Virus ini terutama ditularkan oleh nyamuk di antara burung liar. Nyamuk yang tertular burung juga dapat menularkan virus ke mamalia ( terutama  kuda) atau manusia. Vektor adalah nyamuk yang berbeda, tetapi nyamuk Culex, yang juga tersebar luas di seluruh Indonesia, dianggap sebagai vektor utama. Berbeda dengan burung (inang amplifikasi), manusia dan kuda adalah inang palsu dengan hanya viraemia tingkat rendah dan oleh karena itu mereka sendiri bukanlah sumber virus bagi nyamuk. Seringkali, kelompok unggas yang mati dan kuda yang sakit menjadi pemicu untuk memperluas pencarian kasus ke manusia.

Pengalaman menunjukkan bahwa wabah terkait erat dengan kondisi yang menguntungkan bagi vektor. Musim, yang cocok untuk nyamuk, bervariasi tergantung pada iklim lokal dan fluktuasi cuaca.

Situasi di Asia Saat ini

Menurut pengamat kesehatan,  telah lama menyelidiki burung liar dan nyamuk untuk WNV dalam program pemantauan . Pada bulan-bulan musim panas 2018, 2019 dan 2020 – selama musim nyamuk – temuan WNV (subtipe 2) dilaporkan pada burung dan kuda, terutama di Indonesia.

Pada tahun 2019, kasus demam West Nile yang ditularkan oleh nyamuk pertama di Sulawesi diketahui: Orang-orang yang terkena jatuh sakit di Sulawsi bagian selatan pada akhir Juli 2019. Kasus serupa juga dilaporkan di Aceh pada akhir Februari 2020. Karena hanya sebagian kecil dari mereka yang terinfeksi yang menunjukkan gejala dan hanya sekitar satu dari 100 orang yang terinfeksi menjadi sakit parah, dapat diasumsikan bahwa terdapat infeksi lain yang tidak terdiagnosis.

Jelas, WNV juga bisa menahan musim Penghujan di Indonesia. Diharapkan WNV dapat berhenti berkembang di Indonesia di tahun-tahun mendatang.
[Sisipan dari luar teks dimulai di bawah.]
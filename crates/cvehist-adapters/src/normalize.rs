//! Raw NVD change entries → [`HistoryRecord`].
//!
//! Normalization never fails: every field has an absent default, and a change
//! without a source-provided id gets a content-derived one.

use chrono::{DateTime, NaiveDateTime, Utc};
use cvehist_core::{HistoryRecord, RawValue, UNKNOWN_CVE_ID};
use sha2::{Digest, Sha256};
use tracing::debug;

const NAIVE_FORMATS: &[&str] = &["%Y-%m-%dT%H:%M:%S%.f", "%Y-%m-%d %H:%M:%S%.f"];

/// A page worth of records plus how many entries lacked a usable envelope.
#[derive(Debug, Clone, Default)]
pub struct NormalizedPage {
    pub records: Vec<HistoryRecord>,
    pub malformed: usize,
}

pub fn normalize_page(entries: &[RawValue]) -> NormalizedPage {
    let mut page = NormalizedPage {
        records: Vec::with_capacity(entries.len()),
        malformed: 0,
    };
    for (position, entry) in entries.iter().enumerate() {
        if !has_change_envelope(entry) {
            page.malformed += 1;
            debug!(position, "entry has no change object; using defaults");
        }
        page.records.push(normalize(entry));
    }
    page
}

/// A missing or non-object `change` is malformed. A missing one normalizes
/// from `{}`; a scalar one keeps its own value for the fallback id.
fn has_change_envelope(entry: &RawValue) -> bool {
    entry.get("change").is_some_and(RawValue::is_mapping)
}

/// Map one `{"change": {...}}` entry to a record.
pub fn normalize(entry: &RawValue) -> HistoryRecord {
    let empty = RawValue::empty_mapping();
    // Field lookups on a scalar `change` are all absent, but the scalar
    // itself is still hashed so distinct garbage payloads stay distinct.
    let change = entry.get("change").unwrap_or(&empty);

    let change_id = text_field(change, "cveChangeId")
        .filter(|id| !id.is_empty())
        .unwrap_or_else(|| fallback_change_id(change));

    HistoryRecord {
        cve_id: text_field(change, "cveId")
            .filter(|id| !id.is_empty())
            .unwrap_or_else(|| UNKNOWN_CVE_ID.to_string()),
        event_name: text_field(change, "eventName"),
        change_id,
        source_identifier: text_field(change, "sourceIdentifier"),
        created_at: change
            .get("created")
            .and_then(RawValue::as_text)
            .and_then(parse_timestamp),
        details: change
            .get("details")
            .filter(|d| d.is_structured())
            .map(RawValue::to_json),
    }
}

fn text_field(change: &RawValue, key: &str) -> Option<String> {
    match change.get(key)? {
        RawValue::Text(text) => Some(text.clone()),
        RawValue::Number(n) => Some(n.to_string()),
        _ => None,
    }
}

/// SHA-256 over the key-sorted compact JSON of the change payload.
pub fn fallback_change_id(change: &RawValue) -> String {
    let mut hasher = Sha256::new();
    hasher.update(change.canonical_json().as_bytes());
    hex::encode(hasher.finalize())
}

/// Parse a source timestamp, dropping the fractional part as a last resort.
pub fn parse_timestamp(raw: &str) -> Option<DateTime<Utc>> {
    parse_datetime(raw).or_else(|| {
        let (whole_seconds, _) = raw.split_once('.')?;
        parse_datetime(whole_seconds)
    })
}

fn parse_datetime(raw: &str) -> Option<DateTime<Utc>> {
    let raw = raw.trim();
    if let Ok(dt) = DateTime::parse_from_rfc3339(raw) {
        return Some(dt.with_timezone(&Utc));
    }
    NAIVE_FORMATS
        .iter()
        .find_map(|fmt| NaiveDateTime::parse_from_str(raw, fmt).ok())
        .map(|naive| naive.and_utc())
}
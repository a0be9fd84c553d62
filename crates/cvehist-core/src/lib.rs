//! Core domain model for CVE change-history ingestion.

use std::collections::BTreeMap;

use chrono::{DateTime, Utc};
use serde::{Deserialize, Deserializer, Serialize, Serializer};
use serde_json::Value as JsonValue;

pub const CRATE_NAME: &str = "cvehist-core";

/// Sentinel stored when the source omits the CVE identifier.
pub const UNKNOWN_CVE_ID: &str = "unknown";

/// One change event for a CVE, as persisted.
///
/// Built once per raw entry and never mutated afterwards; `change_id` is the
/// store-wide unique key.
#[derive(Debug, Clone, PartialEq, Serialize, Deserialize)]
pub struct HistoryRecord {
    pub cve_id: String,
    pub event_name: Option<String>,
    pub change_id: String,
    pub source_identifier: Option<String>,
    pub created_at: Option<DateTime<Utc>>,
    /// Only ever a JSON object or array.
    pub details: Option<JsonValue>,
}

/// Durable cursor for one named ingestion run.
#[derive(Debug, Clone, PartialEq, Eq, Serialize, Deserialize)]
pub struct Checkpoint {
    pub name: String,
    pub next_index: u64,
    pub total: Option<u64>,
    pub updated_at: DateTime<Utc>,
}

impl Checkpoint {
    pub fn fresh(name: impl Into<String>) -> Self {
        Self {
            name: name.into(),
            next_index: 0,
            total: None,
            updated_at: Utc::now(),
        }
    }

    /// True once a known total has been reached by the cursor.
    pub fn is_complete(&self) -> bool {
        matches!(self.total, Some(total) if self.next_index >= total)
    }
}

/// One page of raw entries as returned by the remote source.
#[derive(Debug, Clone, PartialEq, Default)]
pub struct RawPage {
    pub entries: Vec<RawValue>,
    pub total: Option<u64>,
}

impl RawPage {
    pub fn is_empty(&self) -> bool {
        self.entries.is_empty()
    }

    pub fn len(&self) -> usize {
        self.entries.len()
    }
}

/// Decoded JSON with exhaustive shapes. Absence is modelled by `Option` at
/// the access site, never by a variant.
///
/// Mapping keys are kept in a `BTreeMap` so the canonical text form is
/// independent of the order the source emitted them in.
#[derive(Debug, Clone, PartialEq)]
pub enum RawValue {
    Null,
    Bool(bool),
    Number(serde_json::Number),
    Text(String),
    Sequence(Vec<RawValue>),
    Mapping(BTreeMap<String, RawValue>),
}

impl RawValue {
    pub fn empty_mapping() -> Self {
        RawValue::Mapping(BTreeMap::new())
    }

    /// Field lookup; `None` for missing keys and for non-mapping values.
    pub fn get(&self, key: &str) -> Option<&RawValue> {
        match self {
            RawValue::Mapping(map) => map.get(key),
            _ => None,
        }
    }

    pub fn as_text(&self) -> Option<&str> {
        match self {
            RawValue::Text(text) => Some(text),
            _ => None,
        }
    }

    pub fn as_u64(&self) -> Option<u64> {
        match self {
            RawValue::Number(n) => n.as_u64(),
            _ => None,
        }
    }

    pub fn as_sequence(&self) -> Option<&[RawValue]> {
        match self {
            RawValue::Sequence(items) => Some(items),
            _ => None,
        }
    }

    pub fn is_mapping(&self) -> bool {
        matches!(self, RawValue::Mapping(_))
    }

    /// Mapping or sequence.
    pub fn is_structured(&self) -> bool {
        matches!(self, RawValue::Mapping(_) | RawValue::Sequence(_))
    }

    pub fn to_json(&self) -> JsonValue {
        match self {
            RawValue::Null => JsonValue::Null,
            RawValue::Bool(b) => JsonValue::Bool(*b),
            RawValue::Number(n) => JsonValue::Number(n.clone()),
            RawValue::Text(s) => JsonValue::String(s.clone()),
            RawValue::Sequence(items) => JsonValue::Array(items.iter().map(Self::to_json).collect()),
            RawValue::Mapping(map) => JsonValue::Object(
                map.iter()
                    .map(|(k, v)| (k.clone(), v.to_json()))
                    .collect(),
            ),
        }
    }

    /// Compact JSON with object keys in sorted order.
    ///
    /// Objects are built from the sorted `BTreeMap`, so the key order holds
    /// with or without serde_json's `preserve_order` feature.
    pub fn canonical_json(&self) -> String {
        self.to_json().to_string()
    }
}

impl From<JsonValue> for RawValue {
    fn from(value: JsonValue) -> Self {
        match value {
            JsonValue::Null => RawValue::Null,
            JsonValue::Bool(b) => RawValue::Bool(b),
            JsonValue::Number(n) => RawValue::Number(n),
            JsonValue::String(s) => RawValue::Text(s),
            JsonValue::Array(items) => {
                RawValue::Sequence(items.into_iter().map(RawValue::from).collect())
            }
            JsonValue::Object(map) => RawValue::Mapping(
                map.into_iter()
                    .map(|(k, v)| (k, RawValue::from(v)))
                    .collect(),
            ),
        }
    }
}

impl<'de> Deserialize<'de> for RawValue {
    fn deserialize<D: Deserializer<'de>>(deserializer: D) -> Result<Self, D::Error> {
        JsonValue::deserialize(deserializer).map(RawValue::from)
    }
}

impl Serialize for RawValue {
    fn serialize<S: Serializer>(&self, serializer: S) -> Result<S::Ok, S::Error> {
        self.to_json().serialize(serializer)
    }
}
use std::sync::Arc;

use anyhow::{Context, Result};
use clap::{Args, Parser, Subcommand};
use cvehist_storage::{HistoryStore, MemoryStore, PgHistoryStore};
use cvehist_sync::{run_import, IngestConfig, IngestError, DEFAULT_CHECKPOINT_NAME};
use tracing::error;
use tracing_subscriber::EnvFilter;

#[derive(Debug, Parser)]
#[command(name = "cvehist")]
#[command(about = "Import the NVD CVE change history into a local database")]
struct Cli {
    /// Log at debug level unless RUST_LOG says otherwise
    #[arg(short, long, global = true)]
    verbose: bool,

    #[command(subcommand)]
    command: Commands,
}

#[derive(Debug, Subcommand)]
enum Commands {
    /// Fetch, normalize and store change history, resuming from the checkpoint
    Import(ImportArgs),
    /// Show the stored progress for a checkpoint
    Status {
        #[arg(long, default_value = DEFAULT_CHECKPOINT_NAME)]
        checkpoint_name: String,
    },
    /// Apply the database schema
    Migrate,
}

#[derive(Debug, Args)]
struct ImportArgs {
    /// Number of results per page (max 5000)
    #[arg(long, default_value_t = 5000)]
    page_size: u32,

    /// Number of records per insert chunk within a page's transaction
    #[arg(long, default_value_t = 1000)]
    batch_size: usize,

    /// Attempts per page before the run gives up
    #[arg(long, default_value_t = 3)]
    max_retries: u32,

    /// Name of the checkpoint that tracks progress
    #[arg(long, default_value = DEFAULT_CHECKPOINT_NAME)]
    checkpoint_name: String,

    /// Reset the checkpoint and start from the beginning
    #[arg(long)]
    reset_checkpoint: bool,

    /// Import into an in-memory store instead of the database
    #[arg(long)]
    dry_run: bool,

    /// Also print the run summary as JSON
    #[arg(long)]
    json: bool,
}

fn init_logging(verbose: bool) {
    let default_level = if verbose { "debug" } else { "info" };
    let filter = EnvFilter::try_from_default_env().unwrap_or_else(|_| EnvFilter::new(default_level));
    tracing_subscriber::fmt()
        .with_env_filter(filter)
        .with_target(false)
        .init();
}

#[tokio::main]
async fn main() -> Result<()> {
    let cli = Cli::parse();
    init_logging(cli.verbose);

    let config = IngestConfig::from_env();

    match cli.command {
        Commands::Import(args) => import(config, args).await?,
        Commands::Status { checkpoint_name } => {
            let store = PgHistoryStore::connect(&config.database_url)
                .await
                .context("connecting to database")?;
            let stored = store.record_count().await.context("counting stored records")?;
            let checkpoint = store
                .load_checkpoint(&checkpoint_name)
                .await
                .with_context(|| format!("loading checkpoint {checkpoint_name}"))?;
            match checkpoint {
                Some(checkpoint) => println!(
                    "checkpoint={} next_index={} total={} updated_at={} stored_records={}",
                    checkpoint.name,
                    checkpoint.next_index,
                    checkpoint
                        .total
                        .map(|t| t.to_string())
                        .unwrap_or_else(|| "unknown".to_string()),
                    checkpoint.updated_at.to_rfc3339(),
                    stored
                ),
                None => println!("checkpoint={checkpoint_name} not started stored_records={stored}"),
            }
        }
        Commands::Migrate => {
            let store = PgHistoryStore::connect(&config.database_url)
                .await
                .context("connecting to database")?;
            store.migrate().await.context("running migrations")?;
            println!("migrations applied");
        }
    }

    Ok(())
}

async fn import(mut config: IngestConfig, args: ImportArgs) -> Result<()> {
    config.max_retries = args.max_retries;
    config.run.page_size = args.page_size;
    config.run.chunk_size = args.batch_size;
    config.run.checkpoint_name = args.checkpoint_name.clone();
    config.run.reset_checkpoint = args.reset_checkpoint;

    let store: Arc<dyn HistoryStore> = if args.dry_run {
        Arc::new(MemoryStore::new())
    } else {
        Arc::new(
            PgHistoryStore::connect(&config.database_url)
                .await
                .context("connecting to database")?,
        )
    };

    match run_import(&config, store).await {
        Ok(summary) => {
            println!(
                "import complete: run_id={} checkpoint={} pages={} fetched={} inserted={} skipped={} progress={}/{} stop={}",
                summary.run_id,
                summary.checkpoint_name,
                summary.pages,
                summary.fetched,
                summary.inserted,
                summary.skipped,
                summary.next_index,
                summary
                    .total
                    .map(|t| t.to_string())
                    .unwrap_or_else(|| "unknown".to_string()),
                summary.stop_reason
            );
            if args.json {
                println!("{}", serde_json::to_string_pretty(&summary)?);
            }
            Ok(())
        }
        Err(err) => {
            if let Some(stopped_at) = err.downcast_ref::<IngestError>().and_then(IngestError::stopped_at) {
                error!(
                    stopped_at,
                    "import stopped; rerun with the same checkpoint name to resume"
                );
            }
            Err(err)
        }
    }
}

//! Activity aggregation: classify, sort, group and resolve order events
//!
//! The stages are plain functions. [`ActivityFeed`] strings them together
//! and decides which stage has to run again when an input changes; the
//! network side lives in `app::activity_table`.

use crate::api::MarketApi;
use crate::constants::ACTIVITY_GROUP_SIZE;
use crate::error::ApiError;
use crate::types::*;
use std::collections::HashSet;
use tracing::debug;

// ============================================================================
// STAGES
// ============================================================================

/// Map raw order records into order events of the given kind
pub fn map_activity(orders: &[RawOrder], kind: EventKind) -> Vec<OrderEvent> {
    orders
        .iter()
        .map(|order| OrderEvent {
            order_id: order.order_id.clone(),
            dominant_token: order.dominant_token.clone(),
            swap_token: order.swap_token.clone(),
            price: order.price.clone(),
            quantity: order.quantity.clone(),
            sender: order.sender.clone().filter(|s| !s.is_empty()),
            receiver: order.receiver.clone().filter(|r| !r.is_empty()),
            timestamp: order.timestamp,
            kind,
        })
        .collect()
}

/// Listed orders followed by executed orders
pub fn classify_activity(response: &ActivityResponse) -> Vec<OrderEvent> {
    let mut activity = Vec::new();
    if let Some(listed) = &response.listed_orders {
        activity.extend(map_activity(listed, EventKind::Listed));
    }
    if let Some(executed) = &response.executed_orders {
        activity.extend(map_activity(executed, EventKind::Sold));
    }
    activity
}

pub fn sort_activity(activity: &mut [OrderEvent], sort: SortOption) {
    match sort {
        SortOption::NewToOld => activity.sort_by(|a, b| b.timestamp.cmp(&a.timestamp)),
        SortOption::OldToNew => activity.sort_by(|a, b| a.timestamp.cmp(&b.timestamp)),
    }
}

/// Split into sequential windows of `size`; the last may be shorter
pub fn group_activity(activity: &[OrderEvent], size: usize) -> Vec<Vec<OrderEvent>> {
    activity.chunks(size.max(1)).map(|c| c.to_vec()).collect()
}

/// Distinct sender and receiver addresses of a group, senders first
pub fn collect_addresses(group: &[OrderEvent]) -> Vec<String> {
    let mut seen = HashSet::new();
    group
        .iter()
        .filter_map(|e| e.sender.as_ref())
        .chain(group.iter().filter_map(|e| e.receiver.as_ref()))
        .filter(|a| seen.insert(*a))
        .cloned()
        .collect()
}

/// Attach matching profiles to each event by address equality
pub fn merge_profiles(group: &[OrderEvent], profiles: Option<&[Profile]>) -> Vec<ResolvedOrder> {
    let find = |address: &Option<String>| -> Option<Profile> {
        let address = address.as_deref()?;
        profiles?.iter().find(|p| p.id == address).cloned()
    };

    group
        .iter()
        .map(|event| ResolvedOrder {
            sender_profile: find(&event.sender),
            receiver_profile: find(&event.receiver),
            event: event.clone(),
        })
        .collect()
}

/// Fetch activity for `query` and classify it
pub async fn fetch_activity(
    api: &dyn MarketApi,
    query: &ActivityQuery,
) -> Result<Vec<OrderEvent>, ApiError> {
    let response = api.get_activity(query).await?;
    let activity = classify_activity(&response);
    debug!(count = activity.len(), "Activity fetched");
    Ok(activity)
}

// ============================================================================
// FEED STATE
// ============================================================================

#[derive(Debug, Clone, Copy, PartialEq, Eq)]
pub enum FeedPhase {
    Idle,
    Fetching,
    Grouping,
    Resolving,
    Ready,
}

/// Profile lookup the caller has to run for the visible group
#[derive(Debug, Clone, PartialEq)]
pub struct ResolveRequest {
    pub generation: u64,
    pub addresses: Vec<String>,
}

/// What the table should draw
#[derive(Debug, PartialEq)]
pub enum FeedView<'a> {
    Loading,
    Empty,
    Ready(&'a [ResolvedOrder]),
}

/// Sort/group/resolve state for one activity table
#[derive(Debug)]
pub struct ActivityFeed {
    phase: FeedPhase,
    activity: Option<Vec<OrderEvent>>,
    groups: Option<Vec<Vec<OrderEvent>>>,
    group: Option<Vec<ResolvedOrder>>,
    cursor: usize,
    sort: SortOption,
    updating: bool,
    generation: u64,
    group_size: usize,
}

impl Default for ActivityFeed {
    fn default() -> Self {
        Self::new(SortOption::default())
    }
}

impl ActivityFeed {
    pub fn new(sort: SortOption) -> Self {
        Self::with_group_size(sort, ACTIVITY_GROUP_SIZE)
    }

    pub fn with_group_size(sort: SortOption, group_size: usize) -> Self {
        Self {
            phase: FeedPhase::Idle,
            activity: None,
            groups: None,
            group: None,
            cursor: 0,
            sort,
            updating: false,
            generation: 0,
            group_size: group_size.max(1),
        }
    }

    /// Drop everything derived from the previous query
    pub fn begin_fetch(&mut self) {
        self.phase = FeedPhase::Fetching;
        self.activity = None;
        self.groups = None;
        self.group = None;
        self.cursor = 0;
        self.updating = false;
        self.generation += 1;
    }

    pub fn set_activity(&mut self, activity: Vec<OrderEvent>) -> Option<ResolveRequest> {
        self.activity = Some(activity);
        self.regroup()
    }

    pub fn set_sort(&mut self, sort: SortOption) -> Option<ResolveRequest> {
        if sort == self.sort {
            return None;
        }
        self.sort = sort;
        self.group = None;
        self.groups = None;
        if self.activity.is_some() {
            self.regroup()
        } else {
            None
        }
    }

    pub fn next(&mut self) -> Option<ResolveRequest> {
        if !self.can_next() {
            return None;
        }
        self.updating = true;
        self.cursor += 1;
        self.request_resolution()
    }

    pub fn previous(&mut self) -> Option<ResolveRequest> {
        if !self.can_previous() {
            return None;
        }
        self.updating = true;
        self.cursor -= 1;
        self.request_resolution()
    }

    /// Merge a profile lookup into the visible group.
    /// Returns false when the response belongs to a superseded request.
    pub fn apply_profiles(&mut self, generation: u64, profiles: Option<&[Profile]>) -> bool {
        if generation != self.generation {
            debug!(generation, current = self.generation, "Discarding stale profile lookup");
            return false;
        }
        let Some(current) = self.groups.as_ref().and_then(|g| g.get(self.cursor)) else {
            return false;
        };
        self.group = Some(merge_profiles(current, profiles));
        self.phase = FeedPhase::Ready;
        self.updating = false;
        true
    }

    fn regroup(&mut self) -> Option<ResolveRequest> {
        self.phase = FeedPhase::Grouping;
        self.cursor = 0;
        let activity = self.activity.as_mut()?;
        sort_activity(activity, self.sort);
        self.groups = Some(group_activity(activity, self.group_size));
        self.request_resolution()
    }

    fn request_resolution(&mut self) -> Option<ResolveRequest> {
        self.generation += 1;
        let groups = self.groups.as_ref()?;
        match groups.get(self.cursor) {
            Some(current) => {
                self.phase = FeedPhase::Resolving;
                Some(ResolveRequest {
                    generation: self.generation,
                    addresses: collect_addresses(current),
                })
            }
            None => {
                self.group = Some(Vec::new());
                self.phase = FeedPhase::Ready;
                self.updating = false;
                None
            }
        }
    }

    pub fn view(&self) -> FeedView<'_> {
        match &self.group {
            None => FeedView::Loading,
            Some(group) if group.is_empty() => FeedView::Empty,
            Some(group) => FeedView::Ready(group),
        }
    }

    pub fn phase(&self) -> FeedPhase {
        self.phase
    }

    pub fn cursor(&self) -> usize {
        self.cursor
    }

    pub fn sort(&self) -> SortOption {
        self.sort
    }

    pub fn is_updating(&self) -> bool {
        self.updating
    }

    pub fn generation(&self) -> u64 {
        self.generation
    }

    pub fn total(&self) -> usize {
        self.activity.as_ref().map_or(0, |a| a.len())
    }

    pub fn group_count(&self) -> usize {
        self.groups.as_ref().map_or(0, |g| g.len())
    }

    pub fn can_previous(&self) -> bool {
        self.groups.is_some() && self.cursor > 0
    }

    pub fn can_next(&self) -> bool {
        self.groups.is_some() && self.cursor + 1 < self.group_count()
    }

    /// 1-based inclusive range of the visible window
    pub fn range(&self) -> (usize, usize) {
        let start = self.cursor * self.group_size + 1;
        let end = ((self.cursor + 1) * self.group_size).min(self.total());
        (start, end)
    }
}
Baca juga artikel kesehatan lainnya hanya di SehatQ.com

Profilaksis pajanan di daerah endemis

 

Terutama orang-orang yang berisiko tinggi terkena penyakit parah akibat infeksi WNV karena usia tua atau kekurangan kekebalan dapat mengurangi risiko dengan melindungi mereka dari gigitan nyamuk. Ini termasuk mengenakan kemeja / blus lengan panjang dan celana panjang di tempat-tempat yang diketahui sering terkena nyamuk, tinggal di ruangan tertutup atau ber-AC di malam hari, menggunakan repelan dan insektisida, dan menggunakan kelambu dan palang jendela. Tempat berkembang biak nyamuk harus dihilangkan sejauh mungkin di daerah pemukiman. Vaksin belum tersedia. 

Diagnosa

Selain mereka yang kembali sakit dari daerah dengan penularan WNV , dokter di daerah yang terkena WNV harus memeriksakan penderita ensefalitis yang etiologisnya tidak jelas untuk WNV . Pemeriksaan WNV juga diindikasikan pada kasus demam yang tidak jelas dengan atau tanpa ruam kulit yang sering terjadi.

Jika dicurigai demam West Nile, diagnosis laboratorium harus, jika memungkinkan, dilakukan oleh laboratorium khusus. Dalam beberapa hari pertama setelah timbulnya gejala, RNA virus terutama dapat  dideteksi oleh  RT-PCR (dalam darah utuh, serum atau minuman keras). Menurut ini, deteksi antibodi dalam serum atau sampel CSF dengan ELISA Virus West Nile  (deteksi Ig M dan IgG) masuk akal. Karena kemungkinan kehadiran antibodi IgM dalam jangka panjang, disarankan untuk memeriksa sampel kemajuan untuk diagnosis akhir guna memastikan serokonversi atau peningkatan empat kali lipat dalam titer antibodi spesifik.